Dijital Çağın İçinde Kayıp Nesil!
Yasin Övüt
Dijital Çağın İçinde Kayıp Nesil!
Her çağ, kendi insanını inşa eder. Sanayi çağının işçisini, bilgi çağının teknokratını… Şimdi ise dijital çağın ruhsuz, bağlantılı ama kopuk bireyini konuşuyoruz. Ellerimizde cihazlar, gönüllerimizde boşluklar büyüyor. Çağımız; insanın hem doğayla hem de kendi fıtratıyla olan bağını koparırken, yeni bir varlık biçimini, yeni bir "insan türünü" şekillendiriyor. Bu yeni tür; ekrana secde eden, kalbi titreşim sesiyle çarpan, yalnızlığa tahammülsüz ama dostluğa yetersiz, bilgili ama hikmetsiz bir varlık. Sorun yalnızca teknolojik dönüşüm değil, daha derin bir çürüme: İnsanlığımızı kaybediyoruz. Belki de çoktan kaybettik.
Korkunç bir toplum oluverdik. Ve son insan nesliyiz diyorum.
Dijital çağ, dişlerimizi söktü. Kalplerini söktü gençlerimizin. Boynu telefonundan başka bir şeye eğilmeyen, kendisinden başka mabuda secde etmeyen bir nesil var önümüzde. Ne anneye, ne toprağa, ne de Allah’a karşı bir saygı taşıyan bir baş eğiş… Bu büyük çöküşü politik lügatçeyle anlatamazsınız. Seçim sonuçlarıyla, istatistiklerle, vaazlarla geçiştirilemez. Belki hâlâ fıtrattan kalan küçük bir parça dokuyla, o gençlerden birini bu selden kenara çekebilirsiniz. Belki…
İslamcı olmak davasını geçtim, Müslüman olmak davasını da geçmek üzereyim. İnsan olmak davası duruyor önümüzde. En zor dava bu belki de. Çünkü bu çağda insan kalabilmek, direnmeyi, reddetmeyi, yalnız kalmayı göze almayı gerektiriyor. Fakat toplum olarak insanlığımızı kaybettik. Evet, kaybettik.
Birinin bu nesle göğe bakmayı öğretmesi gerek.

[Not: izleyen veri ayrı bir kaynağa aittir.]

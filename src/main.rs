use log::LevelFilter;

fn main() -> Result<(), Box<dyn std::error::Error>> {
    let mut clog = colog::default_builder();
    clog.filter(None, LevelFilter::Info);
    clog.init();

    rondo::runtime::run()
}
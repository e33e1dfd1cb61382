use log::warn;

use crate::config;

pub fn load_settings() -> config::Settings {
    match config::Settings::load() {
        Ok(s) => {
            if let Err(msg) = s.validate() {
                warn!("invalid config, using defaults: {msg}");
                config::Settings::default()
            } else {
                s
            }
        }
        Err(e) => {
            // Config is optional; failures should not prevent the app from starting.
            warn!("failed to load config, using defaults: {e}");
            config::Settings::default()
        }
    }
}
use std::path::PathBuf;

use crate::library::ImportFile;

/// Every state mutation the front-end can request.
pub enum Command {
    /// Read the given paths (files or directories) and import the audio ones.
    ImportPaths(Vec<PathBuf>),
    /// Import already-read files (drag-and-drop style batches, tests).
    ImportFiles(Vec<ImportFile>),
    PlayTrack(usize),
    TogglePlay,
    NextTrack,
    PreviousTrack,
    ToggleShuffle,
    CycleRepeat,
    SetVolume(f32),
    NudgeVolume(f32),
    ToggleMute,
    SeekTo(f64),
    ToggleFavorite(usize),
    CreatePlaylist(String),
    /// Remove a playlist. The front-end runs the confirmation step first.
    DeletePlaylist(String),
    AddToPlaylist { playlist_id: String, track: usize },
    /// Wipe the store and every session structure. Confirmed by the
    /// front-end before dispatching; irreversible.
    ClearLibrary,
    ToggleTheme,
}
use std::time::Duration;

use rand::RngExt;

use crate::library::{Library, TrackId};

use super::engine::{EngineError, PlaybackEngine};

/// The controller's view of the engine: nothing loaded, or a loaded stream
/// that is paused or playing.
#[derive(Copy, Clone, Debug, PartialEq, Eq, Default)]
pub enum PlaybackState {
    #[default]
    Idle,
    Paused,
    Playing,
}

#[derive(Copy, Clone, Debug, PartialEq, Eq, Default)]
pub enum RepeatMode {
    #[default]
    Off,
    All,
    One,
}

impl RepeatMode {
    /// Cycle `Off -> All -> One -> Off`.
    pub fn cycle(self) -> Self {
        match self {
            RepeatMode::Off => RepeatMode::All,
            RepeatMode::All => RepeatMode::One,
            RepeatMode::One => RepeatMode::Off,
        }
    }
}

/// Playback state machine over a single engine.
///
/// The player holds the session flags (shuffle, repeat, volume, mute) and
/// the current library index; it never touches the history or the views
/// itself, it only reports which track started so the composition root can.
pub struct Player {
    engine: Box<dyn PlaybackEngine>,
    current: Option<usize>,
    state: PlaybackState,
    shuffle: bool,
    repeat: RepeatMode,
    volume: f32,
    muted: bool,
}

impl Player {
    pub fn new(engine: Box<dyn PlaybackEngine>) -> Self {
        Self {
            engine,
            current: None,
            state: PlaybackState::Idle,
            shuffle: false,
            repeat: RepeatMode::Off,
            volume: 1.0,
            muted: false,
        }
    }

    pub fn state(&self) -> PlaybackState {
        self.state
    }

    pub fn current(&self) -> Option<usize> {
        self.current
    }

    pub fn shuffle(&self) -> bool {
        self.shuffle
    }

    pub fn repeat(&self) -> RepeatMode {
        self.repeat
    }

    pub fn volume(&self) -> f32 {
        self.volume
    }

    pub fn is_muted(&self) -> bool {
        self.muted
    }

    pub fn set_shuffle(&mut self, on: bool) {
        self.shuffle = on;
    }

    pub fn set_repeat(&mut self, mode: RepeatMode) {
        self.repeat = mode;
    }

    /// Load and start the track at `index`, superseding the current stream.
    /// Out-of-range indices are ignored. Returns the id of the track that
    /// started, which the caller records as a recent play.
    pub fn play_track(
        &mut self,
        library: &Library,
        index: usize,
    ) -> Result<Option<TrackId>, EngineError> {
        let Some(track) = library.get(index) else {
            return Ok(None);
        };

        self.engine.load(track)?;
        self.engine.play();
        self.current = Some(index);
        self.state = PlaybackState::Playing;
        Ok(Some(track.id.clone()))
    }

    /// Idle starts the first track; otherwise flips pause/resume. A no-op on
    /// an empty library.
    pub fn toggle_play(&mut self, library: &Library) -> Result<Option<TrackId>, EngineError> {
        if library.is_empty() {
            return Ok(None);
        }

        match self.state {
            PlaybackState::Idle => self.play_track(library, 0),
            PlaybackState::Paused => {
                self.engine.play();
                self.state = PlaybackState::Playing;
                Ok(None)
            }
            PlaybackState::Playing => {
                self.engine.pause();
                self.state = PlaybackState::Paused;
                Ok(None)
            }
        }
    }

    pub fn next_track(&mut self, library: &Library) -> Result<Option<TrackId>, EngineError> {
        if library.is_empty() {
            return Ok(None);
        }
        let next = self.next_index(library.len());
        self.play_track(library, next)
    }

    pub fn previous_track(&mut self, library: &Library) -> Result<Option<TrackId>, EngineError> {
        if library.is_empty() {
            return Ok(None);
        }
        let previous = self.previous_index(library.len());
        self.play_track(library, previous)
    }

    // Shuffle picks uniformly at random and may land on the current track.
    fn next_index(&self, len: usize) -> usize {
        if self.shuffle {
            rand::rng().random_range(0..len)
        } else {
            let current = self.current.unwrap_or(0);
            if current + 1 >= len { 0 } else { current + 1 }
        }
    }

    fn previous_index(&self, len: usize) -> usize {
        if self.shuffle {
            rand::rng().random_range(0..len)
        } else {
            let current = self.current.unwrap_or(0);
            if current == 0 { len - 1 } else { current - 1 }
        }
    }

    /// Advance policy for natural completion: repeat-one restarts in place
    /// (without re-recording a recent play), repeat-all always advances, and
    /// repeat-off parks on the last track unless shuffle keeps going.
    pub fn handle_track_end(&mut self, library: &Library) -> Result<Option<TrackId>, EngineError> {
        match self.repeat {
            RepeatMode::One => {
                if let Some(index) = self.current {
                    self.play_track(library, index)?;
                }
                Ok(None)
            }
            RepeatMode::All => self.next_track(library),
            RepeatMode::Off => {
                let at_last = self
                    .current
                    .is_none_or(|index| index + 1 >= library.len());
                if at_last && !self.shuffle {
                    self.engine.pause();
                    self.state = PlaybackState::Paused;
                    Ok(None)
                } else {
                    self.next_track(library)
                }
            }
        }
    }

    /// Drive auto-advance from the event loop: acts only when a playing
    /// stream reports natural completion.
    pub fn poll_finished(&mut self, library: &Library) -> Result<Option<TrackId>, EngineError> {
        if self.state == PlaybackState::Playing && self.engine.finished() {
            self.handle_track_end(library)
        } else {
            Ok(None)
        }
    }

    pub fn toggle_shuffle(&mut self) -> bool {
        self.shuffle = !self.shuffle;
        self.shuffle
    }

    pub fn cycle_repeat(&mut self) -> RepeatMode {
        self.repeat = self.repeat.cycle();
        self.repeat
    }

    /// Set an absolute volume: clamps to [0, 1] and always un-mutes.
    pub fn set_volume_level(&mut self, level: f32) {
        self.muted = false;
        self.volume = level.clamp(0.0, 1.0);
        self.apply_volume();
    }

    /// Relative volume change (keyboard/scroll nudges): the new absolute
    /// level is computed from the current one before clamping.
    pub fn nudge_volume(&mut self, delta: f32) {
        self.set_volume_level(self.volume + delta);
    }

    pub fn toggle_mute(&mut self) -> bool {
        self.muted = !self.muted;
        self.apply_volume();
        self.muted
    }

    fn apply_volume(&mut self) {
        let effective = if self.muted { 0.0 } else { self.volume };
        self.engine.set_volume(effective);
    }

    /// Seek to a fraction of the loaded stream. A no-op until the engine
    /// knows its duration.
    pub fn seek_to(&mut self, fraction: f64) {
        let Some(total) = self.engine.duration() else {
            return;
        };
        let fraction = fraction.clamp(0.0, 1.0);
        self.engine.seek(total.mul_f64(fraction));
    }

    /// Current playback position and total duration, for progress display.
    pub fn progress(&self) -> (Duration, Option<Duration>) {
        (self.engine.position(), self.engine.duration())
    }

    /// Drop the loaded stream and return to `Idle`.
    pub fn stop(&mut self) {
        self.engine.stop();
        self.current = None;
        self.state = PlaybackState::Idle;
    }
}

Dağlara, tarlalara, ağaçlara bakmayı… Bir insanla oturup hasbihal etmeyi, susmayı, gülüp ağlamayı, birlikte gezmeyi, bir yolculukta birlikte susmayı öğretmesi gerek. Toprağın altına değil, göğe bakmayı hatırlatması gerek. Bu çağın en büyük devrimi bu olabilir: Göğe bakmak.
Bu kadar cemaatimiz, teşkilatımız, binamız olacağına, birkaç tane daha Kemal Sayar’ımız olsaydı. Birkaç tane daha Hasan Aycın’ımız. Bak tıkanıyorum, sürdüremiyorum timsalleri. Çünkü sanatkâr çıkaramadın bu toprak. Şair de çıkaramıyorsun artık, dikkat et. Arılar ölünce kıyameti bekle diyor ya bilim, şiir ölünce bence kıyamet çoktan kopmuştur. Şiiri yok Müslümanların.
Bak, “İslamcılar” demiyorum, Müslümanlar diyorum. İsmet Özel geldi, noktayı koydu ve gitti. Bir çağın, bir şiirin kapısını kapatarak çekildi. Ardına gelen bir diriliş olmadı. Çünkü “şiirin yokken, hikmet ehli, gönül ehli insanın yokken; gönle, fıtrata, cana nasıl dokunacaksın, a canım?”
Toplumdaki sekülerleşme bu hızla sürdükçe, birkaç dönem sonra zaten iktidar da kaybedilir. O zaman külahları masaya koyup “nerede hata yaptık” diye düşünürler. Akademisyenler, sosyologlar içinden belki itirafçı bir dile mecbur kalan birileri çıkar. Bense yaşarsam bunlara zevkle kulak tıkayacağım.